Material for the task: Begin

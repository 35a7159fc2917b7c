//! # Roster Testing
//!
//! Testing utilities for the event roster crates.
//!
//! This crate provides:
//! - [`InMemoryStore`]: an [`AggregateStore`](roster_core::AggregateStore) and
//!   [`UserDirectory`](roster_core::UserDirectory) backed by `HashMap`s
//! - Deterministic clocks ([`FixedClock`], [`SteppingClock`])
//! - Fixture builders for events and users
//!
//! ## Example
//!
//! ```
//! use roster_core::AggregateStore;
//! use roster_testing::{InMemoryStore, fixtures};
//!
//! # futures::executor::block_on(async {
//! let store = InMemoryStore::new();
//! let alice = store.insert_user(fixtures::user("Alice"));
//! let event = store.insert_event(fixtures::EventBuilder::new().participant(alice.id).build());
//!
//! let loaded = store.find_event(event.id).await.ok().flatten();
//! assert_eq!(loaded.map(|e| e.participants.len()), Some(1));
//! # });
//! ```

use chrono::{DateTime, Duration, Utc};
use roster_core::environment::Clock;

pub mod fixtures;
mod store;

pub use store::InMemoryStore;

/// Mock implementations of environment traits.
pub mod mocks {
    use super::{Clock, DateTime, Duration, Utc};
    use std::sync::atomic::{AtomicI64, Ordering};

    /// Fixed clock for deterministic tests
    ///
    /// Always returns the same time, making tests reproducible.
    ///
    /// # Example
    ///
    /// ```
    /// use roster_testing::mocks::FixedClock;
    /// use roster_core::environment::Clock;
    /// use chrono::Utc;
    ///
    /// let clock = FixedClock::new(Utc::now());
    /// assert_eq!(clock.now(), clock.now());
    /// ```
    #[derive(Debug, Clone)]
    pub struct FixedClock {
        time: DateTime<Utc>,
    }

    impl FixedClock {
        /// Create a new fixed clock with the given time
        #[must_use]
        pub const fn new(time: DateTime<Utc>) -> Self {
            Self { time }
        }
    }

    impl Clock for FixedClock {
        fn now(&self) -> DateTime<Utc> {
            self.time
        }
    }

    /// Clock that moves forward by a fixed step on every read.
    ///
    /// Gives each join a distinct `created_at`, so ordering by time is
    /// observable in tests.
    #[derive(Debug)]
    pub struct SteppingClock {
        start: DateTime<Utc>,
        step: Duration,
        ticks: AtomicI64,
    }

    impl SteppingClock {
        /// Start at `start`, advancing by `step` per call to `now`.
        #[must_use]
        pub const fn new(start: DateTime<Utc>, step: Duration) -> Self {
            Self {
                start,
                step,
                ticks: AtomicI64::new(0),
            }
        }
    }

    impl Clock for SteppingClock {
        fn now(&self) -> DateTime<Utc> {
            let tick = self.ticks.fetch_add(1, Ordering::SeqCst);
            self.start + self.step * i32::try_from(tick).unwrap_or(i32::MAX)
        }
    }

    /// The instant every test clock starts from: 2025-01-01 00:00:00 UTC.
    #[must_use]
    pub fn epoch() -> DateTime<Utc> {
        DateTime::<Utc>::from_timestamp(1_735_689_600, 0).unwrap_or_default()
    }

    /// Create a default fixed clock for tests (2025-01-01 00:00:00 UTC)
    #[must_use]
    pub fn test_clock() -> FixedClock {
        FixedClock::new(epoch())
    }

    /// A stepping clock starting at [`epoch`] and advancing one minute per read.
    #[must_use]
    pub fn stepping_clock() -> SteppingClock {
        SteppingClock::new(epoch(), Duration::minutes(1))
    }
}

// Re-export commonly used items
pub use mocks::{FixedClock, SteppingClock, stepping_clock, test_clock};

Material for the task: End

From the records above, print only the lines between the one holding "minute per read." and the one holding "commonly used items", inclusive, exactly as they stand.

    /// A stepping clock starting at [`epoch`] and advancing one minute per read.
    #[must_use]
    pub fn stepping_clock() -> SteppingClock {
        SteppingClock::new(epoch(), Duration::minutes(1))
    }
}

// Re-export commonly used items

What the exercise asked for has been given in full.